La Suprema Corte, a partire dalla sentenza n°11504 del 10 maggio 2017, ha mutato il suo precedente orientamento, statuendo che la verifica giudiziale sull’an debeatur debba informarsi al “… principio dell’autoresponsabilità economica di ciascuno dei coniugi quali ‘persone singole’ ed il cui oggetto è costituito esclusivamente dall’accertamento … [del] la sussistenza delle relative condizioni di legge – ‘mancanza di ‘mezzi adeguati’ o, comunque, impossibilità ‘di procurarseli per ragioni oggettive’” – “…con esclusivo riferimento all’‘indipendenza o autosufficienza economica” del richiedente, essendo irrilevante in tale prima fase “…il tenore di vita analogo a quello goduto in costanza di matrimonio”;

Di recente, tuttavia, il Tribunale di Roma, appare aver quantomeno mitigato l’applicazione dei suddetti principi, valutando “la mancanza dei mezzi adeguati” proprio alla luce del divario economico tra i coniugi e dello stile di vita goduto in costanza di matrimonio.

I fatti di cui è causa

La vicenda trae origine dal ricorso con cui un facoltoso collega ha chiesto al Tribunale civile di Roma:

  • di pronunciare la cessazione degli effetti civili del matrimonio contratto con l’ex moglie;
  • di revocare l’assegnazione della casa familiare, di sua esclusiva proprietà, disposta in sede di separazione;
  • di disporre il versamento diretto del mantenimento in favore della figlia, studentessa universitaria residente a Milano;
  • di statuire che nulla era dovuto a titolo di mantenimento dell’ex coniuge, in quanto la stessa, pur non lavorando, poteva contare su un considerevole patrimonio immobiliare ricevuto in eredità, nonchè di depositi in denaro, pensione e rendite da terreni boschivi.

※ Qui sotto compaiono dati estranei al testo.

/// Syscall Bureau — Reference Engine State
///
/// A sparse byte-addressed memory where every byte is either concrete
/// or symbolic. Unmapped bytes are symbolic, the same way an engine
/// treats uninitialised memory.
///
/// Used by tests and by the CLI; real engines implement `MemoryOracle`
/// and `ActionSink` on their own state.

use std::collections::BTreeMap;

use serde::{Deserialize, Serialize};

use crate::actions::ActionSink;
use crate::memory::{ByteMatch, MemoryOracle, OracleError};

// ── Values ─────────────────────────────────────────────────────────

/// One byte of simulated memory.
#[derive(Debug, Clone, Copy, PartialEq, Eq)]
pub enum SymByte {
    Concrete(u8),
    Symbolic,
}

/// A loaded range of bytes, or a 64-bit value such as a match position.
#[derive(Debug, Clone, PartialEq, Eq)]
pub struct SimValue {
    pub addr: u64,
    pub bytes: Vec<SymByte>,
}

impl SimValue {
    /// A concrete little-endian 64-bit value.
    pub fn from_u64(addr: u64, value: u64) -> Self {
        Self {
            addr,
            bytes: value.to_le_bytes().iter().map(|b| SymByte::Concrete(*b)).collect(),
        }
    }

    /// A fully unconstrained 64-bit value.
    pub fn unknown_u64(addr: u64) -> Self {
        Self {
            addr,
            bytes: vec![SymByte::Symbolic; 8],
        }
    }

    pub fn is_symbolic(&self) -> bool {
        self.bytes.iter().any(|b| *b == SymByte::Symbolic)
    }

    /// Concrete bytes, or `None` if any byte is symbolic.
    pub fn concrete(&self) -> Option<Vec<u8>> {
        self.bytes
            .iter()
            .map(|b| match b {
                SymByte::Concrete(v) => Some(*v),
                SymByte::Symbolic => None,
            })
            .collect()
    }
}

// ── Memory image ───────────────────────────────────────────────────

/// Serialized initial memory contents.
#[derive(Debug, Clone, Default, Serialize, Deserialize)]
#[serde(deny_unknown_fields)]
pub struct MemoryImage {
    #[serde(default)]
    pub segments: Vec<Segment>,
    /// Ranges made symbolic after all segments are mapped.
    #[serde(default)]
    pub symbolic: Vec<SymbolicRange>,
}

#[derive(Debug, Clone, Serialize, Deserialize)]
#[serde(deny_unknown_fields)]
pub struct Segment {
    pub addr: u64,
    pub data: Vec<u8>,
}

#[derive(Debug, Clone, Serialize, Deserialize)]
#[serde(deny_unknown_fields)]
pub struct SymbolicRange {
    pub addr: u64,
    pub len: u64,
}

// ── State ──────────────────────────────────────────────────────────

#[derive(Debug, Clone, Default)]
pub struct SimState {
    concrete: BTreeMap<u64, u8>,
    return_value: Option<i64>,
}

impl SimState {
    pub fn new() -> Self {
        Self::default()
    }

    pub fn from_image(image: &MemoryImage) -> Self {
        let mut state = Self::new();
        for seg in &image.segments {
            state.map(seg.addr, &seg.data);
        }
        for range in &image.symbolic {
            state.make_symbolic(range.addr, range.len);
        }
        state
    }

    pub fn from_json(json: &str) -> Result<Self, serde_json::Error> {
        let image: MemoryImage = serde_json::from_str(json)?;
        Ok(Self::from_image(&image))
    }

    /// Store concrete bytes at `addr`. Bytes past the end of the
    /// address space are dropped.
    pub fn map(&mut self, addr: u64, data: &[u8]) {
        for (i, b) in data.iter().enumerate() {
            match addr.checked_add(i as u64) {
                Some(a) => {
                    self.concrete.insert(a, *b);
                }
                None => break,
            }
        }
    }

    pub fn make_symbolic(&mut self, addr: u64, len: u64) {
        let end = addr.saturating_add(len);
        let keys: Vec<u64> = self.concrete.range(addr..end).map(|(k, _)| *k).collect();
        for k in keys {
            self.concrete.remove(&k);
        }
    }

    pub fn byte(&self, addr: u64) -> SymByte {
        match self.concrete.get(&addr) {
            Some(b) => SymByte::Concrete(*b),
            None => SymByte::Symbolic,
        }
    }

    /// Concrete bytes of a range, or `None` if any byte is symbolic.
    pub fn read_concrete(&self, addr: u64, len: u64) -> Option<Vec<u8>> {
        self.load(addr, len).ok()?.concrete()
    }

    pub fn return_value(&self) -> Option<i64> {
        self.return_value
    }
}

impl MemoryOracle for SimState {
    type Region = SimValue;

    fn load(&self, addr: u64, size: u64) -> Result<SimValue, OracleError> {
        let out_of_range = || OracleError::OutOfRange { addr, size };
        if size > 0 {
            addr.checked_add(size - 1).ok_or_else(out_of_range)?;
        }
        let len = usize::try_from(size).map_err(|_| out_of_range())?;
        let mut bytes = Vec::with_capacity(len);
        for i in 0..size {
            bytes.push(self.byte(addr + i));
        }
        Ok(SimValue { addr, bytes })
    }

    fn is_symbolic(&self, region: &SimValue) -> bool {
        region.is_symbolic()
    }

    fn eval_concrete(&self, region: &SimValue) -> Result<Vec<u8>, OracleError> {
        region.concrete().ok_or(OracleError::SymbolicRead {
            addr: region.addr,
            size: region.bytes.len() as u64,
        })
    }

    /// Candidates are every symbolic byte seen before the first concrete
    /// match, plus that match. The position is symbolic unless the only
    /// candidate is a concrete match.
    fn find_byte(
        &self,
        addr: u64,
        needle: u8,
        max_scan: u64,
        max_symbolic: u64,
    ) -> Result<ByteMatch<SimValue>, OracleError> {
        let mut indices = Vec::new();
        let mut symbolic_seen = 0u64;
        let mut found_concrete = false;

        for offset in 0..max_scan {
            let Some(a) = addr.checked_add(offset) else {
                break;
            };
            match self.byte(a) {
                SymByte::Concrete(b) if b == needle => {
                    indices.push(offset);
                    found_concrete = true;
                    break;
                }
                SymByte::Concrete(_) => {}
                SymByte::Symbolic => {
                    if symbolic_seen == max_symbolic {
                        break;
                    }
                    symbolic_seen += 1;
                    indices.push(offset);
                }
            }
        }

        let region = if found_concrete && symbolic_seen == 0 {
            let offset = indices[0];
            SimValue::from_u64(addr, addr.wrapping_add(offset))
        } else {
            SimValue::unknown_u64(addr)
        };
        Ok(ByteMatch { region, indices })
    }
}

impl ActionSink for SimState {
    fn set_return_value(&mut self, retval: i64) {
        self.return_value = Some(retval);
    }

    fn write_memory(&mut self, addr: u64, bytes: &[u8]) {
        self.map(addr, bytes);
    }
}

Si costituiva l’ex moglie, non opponendosi alla pronuncia sullo status, chiedendo:

  • la conferma dell’assegnazione della casa coniugale, in quanto tuttora frequentata dalla figlia in occasione dei suoi soggiorni romani;
  • il versamento in suo favore di un assegno divorzile del considerevole importo di € 13.000,00;
  • il versamento di ulteriori € 1.700,00 a titolo di mantenimento per la figlia, opponendosi al mantenimento diretto della stessa da parte del padre.

La conferma dell’assegnazione della casa familiare

Alla base della richiesta di revoca dell’assegnazione della casa familiare, il ricorrente poneva la circostanza incontestata del venir meno del relativo presupposto, ovvero la permanenza dei figli nella casa familiare, e ciò in quanto:

  • il figlio maggiore, da tempo economicamente autosufficiente, risiedeva stabilmente in Inghilterra;
  • la figlia, anch’essa maggiorenne ma ancora alle prese con l’università, risiedeva stabilmente a Milano, pernottando nella casa familiare unicamente durante i suoi viaggi a Roma, in occasione delle festività e delle visite a parenti e amici.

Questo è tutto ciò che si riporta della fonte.